Story-telling is personal and anti-ideology.  It invites others in rather than builds wall to exclude. Vanier puts it like this in Becoming Human:

Spiritual masters in sacred scripture often tell stories to reveal truths and awaken hearts. Jesus spoke in parables; Hasidic Jews and Sufi teachers tell tales; Hindu scripture is full of stories. Stories seem to awaken new energies of love; they tell us great truths in simple,personal terms and makes us long for light. Stories have a strange power of attraction. When we tell stories, we touch hearts. If we talk about theories or speak about ideas, the mind may assimilated them but the heart remains untouched.
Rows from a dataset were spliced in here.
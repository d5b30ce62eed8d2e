//! Identity resolution: wallet-based login and bearer sessions.
//!
//! The wallet address is the primary identity. Resolution is an upsert:
//! the first time a wallet is seen a user row is created with ledger
//! defaults; every later resolution of the same wallet (in any case
//! variant) returns that same row. Sessions are stateless JWTs carrying
//! the user ID.

use std::sync::Arc;

use chrono::Utc;
use jsonwebtoken::{DecodingKey, EncodingKey, Header, Validation, decode, encode};
use serde::{Deserialize, Serialize};

use crate::domain::{User, UserId, WalletAddress};
use crate::error::QuestError;
use crate::persistence::QuestStore;

/// JWT claims for a bearer session token.
#[derive(Debug, Serialize, Deserialize)]
pub struct Claims {
    /// User ID the token authenticates.
    pub sub: String,
    /// Expiry (seconds since epoch).
    pub exp: i64,
    /// Issued-at (seconds since epoch).
    pub iat: i64,
}

/// Resolves wallets to users and issues/validates session tokens.
#[derive(Debug, Clone)]
pub struct IdentityService {
    store: Arc<dyn QuestStore>,
    jwt_secret: String,
    session_ttl_secs: u64,
}

impl IdentityService {
    /// Creates the service.
    #[must_use]
    pub fn new(store: Arc<dyn QuestStore>, jwt_secret: String, session_ttl_secs: u64) -> Self {
        Self {
            store,
            jwt_secret,
            session_ttl_secs,
        }
    }

    /// Resolves a raw client-supplied wallet address to a user, creating
    /// the user on first sight.
    ///
    /// # Errors
    ///
    /// Returns [`QuestError::MissingParameter`] for an empty address and
    /// [`QuestError::Persistence`] on store failure.
    pub async fn resolve_wallet(&self, raw_wallet: &str) -> Result<User, QuestError> {
        let wallet = WalletAddress::new(raw_wallet);
        if wallet.is_empty() {
            return Err(QuestError::MissingParameter("walletAddress"));
        }
        self.store.upsert_user_by_wallet(&wallet).await
    }

    /// Looks up the user for a raw wallet address without creating one.
    ///
    /// # Errors
    ///
    /// Returns [`QuestError::MissingParameter`] for an empty address,
    /// [`QuestError::UserNotFound`] when no user has this wallet, and
    /// [`QuestError::Persistence`] on store failure.
    pub async fn find_wallet_user(&self, raw_wallet: &str) -> Result<User, QuestError> {
        let wallet = WalletAddress::new(raw_wallet);
        if wallet.is_empty() {
            return Err(QuestError::MissingParameter("userWallet"));
        }
        self.store
            .find_user_by_wallet(&wallet)
            .await?
            .ok_or(QuestError::UserNotFound)
    }

    /// Resolves the wallet and issues a bearer session token for it.
    ///
    /// # Errors
    ///
    /// Propagates [`Self::resolve_wallet`] errors; returns
    /// [`QuestError::Internal`] when token signing fails.
    pub async fn login(&self, raw_wallet: &str) -> Result<(User, String), QuestError> {
        let user = self.resolve_wallet(raw_wallet).await?;
        let token = self.issue_token(&user)?;
        Ok((user, token))
    }

    /// Signs a session token for the user.
    ///
    /// # Errors
    ///
    /// Returns [`QuestError::Internal`] when signing fails.
    pub fn issue_token(&self, user: &User) -> Result<String, QuestError> {
        let now = Utc::now().timestamp();
        let ttl = i64::try_from(self.session_ttl_secs).unwrap_or(86_400);
        let claims = Claims {
            sub: user.id.to_string(),
            exp: now + ttl,
            iat: now,
        };
        encode(
            &Header::default(),
            &claims,
            &EncodingKey::from_secret(self.jwt_secret.as_bytes()),
        )
        .map_err(|e| QuestError::Internal(format!("token signing failed: {e}")))
    }

    /// Validates a bearer token and returns the authenticated user ID.
    ///
    /// # Errors
    ///
    /// Returns [`QuestError::Unauthorized`] for an expired, malformed, or
    /// wrongly-signed token.
    pub fn authenticate(&self, token: &str) -> Result<UserId, QuestError> {
        let data = decode::<Claims>(
            token,
            &DecodingKey::from_secret(self.jwt_secret.as_bytes()),
            &Validation::default(),
        )
        .map_err(|e| QuestError::Unauthorized(format!("invalid session token: {e}")))?;

        let uuid: uuid::Uuid = data
            .claims
            .sub
            .parse()
            .map_err(|_| QuestError::Unauthorized("malformed token subject".to_string()))?;
        Ok(UserId::from_uuid(uuid))
    }

    /// Validates a bearer token and loads the user it names.
    ///
    /// # Errors
    ///
    /// Returns [`QuestError::Unauthorized`] for a bad token and
    /// [`QuestError::UserNotFound`] when the user row no longer exists.
    pub async fn user_from_token(&self, token: &str) -> Result<User, QuestError> {
        let user_id = self.authenticate(token)?;
        self.store
            .get_user(user_id)
            .await?
            .ok_or(QuestError::UserNotFound)
    }
}
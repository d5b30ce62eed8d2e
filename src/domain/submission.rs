//! Submission ledger types.
//!
//! One outcome row exists per (user, task) pair; a later verification
//! attempt overwrites the earlier row rather than appending history.

use chrono::{DateTime, Utc};
use serde::{Deserialize, Serialize};
use uuid::Uuid;

use super::ids::{QuestId, TaskId, UserId};

/// Lifecycle state of a submission row.
#[derive(Debug, Clone, Copy, PartialEq, Eq, Serialize, Deserialize)]
#[serde(rename_all = "lowercase")]
pub enum SubmissionStatus {
    /// Attempted but not yet decided.
    Pending,
    /// Verification passed; XP was earned.
    Verified,
    /// Verification failed.
    Rejected,
}

impl SubmissionStatus {
    /// Returns the canonical column value.
    #[must_use]
    pub const fn as_str(&self) -> &'static str {
        match self {
            Self::Pending => "pending",
            Self::Verified => "verified",
            Self::Rejected => "rejected",
        }
    }

    /// Parses a stored `status` value.
    #[must_use]
    pub fn parse(value: &str) -> Option<Self> {
        match value {
            "pending" => Some(Self::Pending),
            "verified" => Some(Self::Verified),
            "rejected" => Some(Self::Rejected),
            _ => None,
        }
    }
}

/// How a submission was decided.
#[derive(Debug, Clone, Copy, PartialEq, Eq, Serialize, Deserialize)]
#[serde(rename_all = "snake_case")]
pub enum VerificationMethod {
    /// Social platform API check (real or simulated).
    TwitterApi,
    /// Quiz answer comparison.
    Quiz,
    /// Trusted self-report.
    Manual,
    /// Discord OAuth guild-membership check.
    DiscordOauth,
    /// Telegram login widget plus membership check.
    TelegramLoginWidget,
}

impl VerificationMethod {
    /// Returns the value recorded in `verification_data.method`.
    #[must_use]
    pub const fn as_str(&self) -> &'static str {
        match self {
            Self::TwitterApi => "twitter_api",
            Self::Quiz => "quiz",
            Self::Manual => "manual",
            Self::DiscordOauth => "discord_oauth",
            Self::TelegramLoginWidget => "telegram_login_widget",
        }
    }
}

/// A persisted submission row.
#[derive(Debug, Clone, Serialize, Deserialize)]
pub struct Submission {
    /// Row identifier.
    pub id: Uuid,
    /// Submitting user.
    pub user_id: UserId,
    /// Task attempted.
    pub task_id: TaskId,
    /// Quest the task belongs to (denormalized for dashboard queries).
    pub quest_id: QuestId,
    /// Outcome status.
    pub status: SubmissionStatus,
    /// Free-form, type-specific payload supplied with the attempt.
    pub submission_data: serde_json::Value,
    /// Verification metadata (method, score, timestamps).
    pub verification_data: serde_json::Value,
    /// XP recorded on this row; 0 unless verified.
    pub xp_earned: u32,
    /// When this attempt was recorded.
    pub submitted_at: DateTime<Utc>,
    /// When verification succeeded, if it did.
    pub verified_at: Option<DateTime<Utc>>,
}

/// The fields the verification engine writes when settling an attempt.
#[derive(Debug, Clone)]
pub struct SubmissionDraft {
    /// Outcome status to record.
    pub status: SubmissionStatus,
    /// Attempt payload.
    pub submission_data: serde_json::Value,
    /// Verification metadata.
    pub verification_data: serde_json::Value,
    /// XP to record on the row; 0 unless verified.
    pub xp_earned: u32,
    /// Verification timestamp for verified drafts.
    pub verified_at: Option<DateTime<Utc>>,
}

impl SubmissionDraft {
    /// Builds a verified draft carrying the task's full XP reward.
    #[must_use]
    pub fn verified(
        method: VerificationMethod,
        submission_data: serde_json::Value,
        xp_reward: u32,
        now: DateTime<Utc>,
    ) -> Self {
        Self {
            status: SubmissionStatus::Verified,
            submission_data,
            verification_data: serde_json::json!({
                "method": method.as_str(),
                "verified": true,
                "verified_at": now,
            }),
            xp_earned: xp_reward,
            verified_at: Some(now),
        }
    }

    /// Builds a rejected draft with zero XP.
    #[must_use]
    pub fn rejected(
        method: VerificationMethod,
        submission_data: serde_json::Value,
        now: DateTime<Utc>,
    ) -> Self {
        Self {
            status: SubmissionStatus::Rejected,
            submission_data,
            verification_data: serde_json::json!({
                "method": method.as_str(),
                "verified": false,
                "checked_at": now,
            }),
            xp_earned: 0,
            verified_at: None,
        }
    }
}

/// Result of atomically settling a verification attempt: the written
/// submission row plus the ledger effects of this particular call.
#[derive(Debug, Clone)]
pub struct Settlement {
    /// The submission row after the upsert.
    pub submission: Submission,
    /// XP actually credited by this call. Zero when the row was already
    /// verified (idempotent re-verification) or the draft was not
    /// verified.
    pub xp_credited: u32,
    /// The user's XP total after this call.
    pub total_xp: u64,
    /// The user's level after this call.
    pub level: u32,
    /// Whether this settlement completed the whole quest for the user.
    pub quest_completed: bool,
}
All of which is to say that I know that this phase of my ministry - which is clearly closer to the end than the beginning - is all about the heart and story telling.  I, too, have moved beyond the early boundaries that defined me as a straight, white, middle class Protestant man in the United States. When I look back over the years I find that what has become essential for me is picking up the mantle of creating shelter from the storm for others.  When I needed it the most, the church became a safe place - a hiding place - for me and it saved my life.  

In time, what was given to me by grace was also required of me as well: it became my responsibility and joy to give back as profoundly as I was given. In Michigan this happened among young families; in Cleveland it was with children in the city schools as well as those in the AA community; in Tucson it took the form of solidarity with the LGBTQ world; and now in Pittsfield I see it growing among musicians, teens and a variety of others on the fringe.  

All ache to know that God's grace is real and that Christ's love cherishes them
as beloved.  They yearn for a safe shelter from the storms of life and the assurance that God will not abandon them.  What a privilege it is for me to try to live into this calling of tenderness.  It is far from perfect, right?  And more often than not, I blow it. But what a treasure to have been called - and healed - and challenged to return the blessings by giving to others what was once shared with me.  

My spiritual director in Cleveland once told me, after hearing my confession, that my work in life was to live like the Samaritan woman Jesus forgave at the well.  She returned to her people restored and filled to overflowing with such joy that everywhere she went she pointed to the healing grace of the Lord. "Go and do likewise" he said to me - and so it goes all these years later.  Thanks be to God.